TASK REQUIREMENTS:
Search through the entries for the word "PartialEq" and copy every line that has it.

***** SUPPLIED ENTRIES *****

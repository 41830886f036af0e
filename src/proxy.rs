use {
    crate::{
        auth::Authorization,
        cell::{ValueCell, ValueRead, ValueWrite},
        lock::{Count, Mode, RawLock, SharedExclusive},
    },
    static_assertions::assert_not_impl_any,
    std::{
        fmt::{Debug, Formatter},
        ptr,
        rc::Rc,
    },
};


/// The shared release token behind every proxy handle.
///
/// All copies of a proxy hold the same `Grant` through an [`Rc`]; the last
/// copy to drop releases the container lock and then the meta share, each
/// informing the authorization exactly once.
pub(crate) struct Grant<'a, T: ?Sized> {
    cell: &'a ValueCell<T>,
    lock: &'a (dyn RawLock + 'a),
    meta: Option<&'a SharedExclusive>,
    auth: Option<Authorization>,
    mode: Mode,
    lock_count: Count,
}

impl<'a, T: ?Sized> Grant<'a, T> {
    /// The combined meta + container acquisition.
    ///
    /// The meta-lock is entered shared first, in test mode, so that nested
    /// meta shares never count against the policy; then the container lock
    /// is acquired for real. If the container lock is denied, the meta share
    /// is rolled back and nothing has changed.
    pub(crate) fn acquire(
        cell: &'a ValueCell<T>,
        lock: &'a (dyn RawLock + 'a),
        meta: Option<&'a SharedExclusive>,
        auth: Option<&Authorization>,
        mode: Mode,
        blocking: bool,
    ) -> Option<Rc<Self>> {
        if let Some(meta) = meta {
            meta.acquire(auth, Mode::Read, blocking, true)?;
        }
        let lock_count = match lock.acquire(auth, mode, blocking, false) {
            Some(count) => count,
            None => {
                if let Some(meta) = meta {
                    meta.release(auth, Mode::Read, true);
                }
                return None;
            }
        };
        Some(Rc::new(Grant {
            cell,
            lock,
            meta,
            auth: auth.cloned(),
            mode,
            lock_count,
        }))
    }

    pub(crate) fn lock_count(&self) -> Count {
        self.lock_count
    }
}

impl<T: ?Sized> Drop for Grant<'_, T> {
    fn drop(&mut self) {
        // Container lock first, meta share last; the reverse of acquisition.
        self.lock.release(self.auth.as_ref(), self.mode, false);
        if let Some(meta) = self.meta {
            meta.release(self.auth.as_ref(), Mode::Read, true);
        }
    }
}

/// An exclusive proxy to the value of a [`Protected`](crate::Protected)
/// container.
///
/// The proxy holds the container's lock for its whole life. It can be cloned
/// freely within its thread; all clones share one grant, and the lock is
/// released when the last clone goes away. The value itself is reached
/// through the short-lived [`read`](Self::read) and [`write`](Self::write)
/// guards.
///
/// # Example
///
/// ```
/// use custody::Protected;
///
/// let value: Protected<Vec<i32>> = Protected::new(vec![1, 2]);
/// let proxy = value.get_write().unwrap();
/// proxy.write().push(3);
/// assert_eq!(proxy.read().len(), 3);
/// drop(proxy);
/// ```
pub struct WriteProxy<'a, T: ?Sized> {
    grant: Rc<Grant<'a, T>>,
}

/// A shared proxy to the value of a [`Protected`](crate::Protected)
/// container.
///
/// Like [`WriteProxy`], but the value can only be read.
pub struct ReadProxy<'a, T: ?Sized> {
    grant: Rc<Grant<'a, T>>,
}

assert_not_impl_any!(WriteProxy<'_, u8>: Send, Sync);
assert_not_impl_any!(ReadProxy<'_, u8>: Send, Sync);

impl<'a, T: ?Sized> WriteProxy<'a, T> {
    pub(crate) fn new(grant: Rc<Grant<'a, T>>) -> Self {
        debug_assert_eq!(grant.mode, Mode::Write);
        Self { grant }
    }

    /// Shared access to the value.
    ///
    /// # Panic
    ///
    /// Panics if a [`ValueWrite`] guard for the same container is alive.
    pub fn read<'s>(&'s self) -> ValueRead<'s, T> {
        self.grant.cell.borrow_shared()
    }

    /// Shared access to the value, refusing instead of panicking on a
    /// conflicting guard.
    pub fn try_read<'s>(&'s self) -> Option<ValueRead<'s, T>> {
        self.grant.cell.try_borrow_shared()
    }

    /// Exclusive access to the value.
    ///
    /// # Panic
    ///
    /// Panics if any other guard for the same container is alive.
    pub fn write<'s>(&'s self) -> ValueWrite<'s, T> {
        self.grant.cell.borrow_exclusive()
    }

    /// Exclusive access to the value, refusing instead of panicking on a
    /// conflicting guard.
    pub fn try_write<'s>(&'s self) -> Option<ValueWrite<'s, T>> {
        self.grant.cell.try_borrow_exclusive()
    }

    /// Drops this copy of the proxy. The lock is released when the last copy
    /// is gone.
    pub fn clear(self) {}

    /// The number of shared grants observed when the lock was acquired;
    /// always 0 for an exclusive grant. Mostly useful for diagnostics.
    pub fn last_lock_count(&self) -> Count {
        self.grant.lock_count
    }
}

impl<'a, T: ?Sized> ReadProxy<'a, T> {
    pub(crate) fn new(grant: Rc<Grant<'a, T>>) -> Self {
        debug_assert_eq!(grant.mode, Mode::Read);
        Self { grant }
    }

    /// Shared access to the value.
    ///
    /// # Panic
    ///
    /// Panics if a [`ValueWrite`] guard for the same container is alive,
    /// which can only happen under the writer-reads rule.
    pub fn read<'s>(&'s self) -> ValueRead<'s, T> {
        self.grant.cell.borrow_shared()
    }

    /// Shared access to the value, refusing instead of panicking on a
    /// conflicting guard.
    pub fn try_read<'s>(&'s self) -> Option<ValueRead<'s, T>> {
        self.grant.cell.try_borrow_shared()
    }

    /// Drops this copy of the proxy. The lock is released when the last copy
    /// is gone.
    pub fn clear(self) {}

    /// The number of shared grants observed when the lock was acquired.
    /// Mostly useful for diagnostics.
    pub fn last_lock_count(&self) -> Count {
        self.grant.lock_count
    }
}

impl<T: ?Sized> Clone for WriteProxy<'_, T> {
    fn clone(&self) -> Self {
        Self {
            grant: self.grant.clone(),
        }
    }
}

impl<T: ?Sized> Clone for ReadProxy<'_, T> {
    fn clone(&self) -> Self {
        Self {
            grant: self.grant.clone(),
        }
    }
}

impl<T: ?Sized> Debug for WriteProxy<'_, T> {
    fn fmt(&self, f: &mut Formatter<'_>) -> std::fmt::Result {
        f.debug_struct("WriteProxy")
            .field("last_lock_count", &self.grant.lock_count)
            .finish_non_exhaustive()
    }
}

impl<T: ?Sized> Debug for ReadProxy<'_, T> {
    fn fmt(&self, f: &mut Formatter<'_>) -> std::fmt::Result {
        f.debug_struct("ReadProxy")
            .field("last_lock_count", &self.grant.lock_count)
            .finish_non_exhaustive()
    }
}

// Equality of proxies is identity of the value they point at.

impl<T: ?Sized> PartialEq for WriteProxy<'_, T> {
    fn eq(&self, other: &Self) -> bool {
        ptr::eq(self.grant.cell, other.grant.cell)
    }
}

impl<T: ?Sized> Eq for WriteProxy<'_, T> {}

impl<T: ?Sized> PartialEq for ReadProxy<'_, T> {
    fn eq(&self, other: &Self) -> bool {
        ptr::eq(self.grant.cell, other.grant.cell)
    }
}

impl<T: ?Sized> Eq for ReadProxy<'_, T> {}

impl<T: ?Sized> PartialEq<ReadProxy<'_, T>> for WriteProxy<'_, T> {
    fn eq(&self, other: &ReadProxy<'_, T>) -> bool {
        ptr::eq(self.grant.cell, other.grant.cell)
    }
}

impl<T: ?Sized> PartialEq<WriteProxy<'_, T>> for ReadProxy<'_, T> {
    fn eq(&self, other: &WriteProxy<'_, T>) -> bool {
        ptr::eq(self.grant.cell, other.grant.cell)
    }
}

*****

PROBLEM SOLUTION:
impl<T: ?Sized> PartialEq for WriteProxy<'_, T> {
impl<T: ?Sized> PartialEq for ReadProxy<'_, T> {
impl<T: ?Sized> PartialEq<ReadProxy<'_, T>> for WriteProxy<'_, T> {
impl<T: ?Sized> PartialEq<WriteProxy<'_, T>> for ReadProxy<'_, T> {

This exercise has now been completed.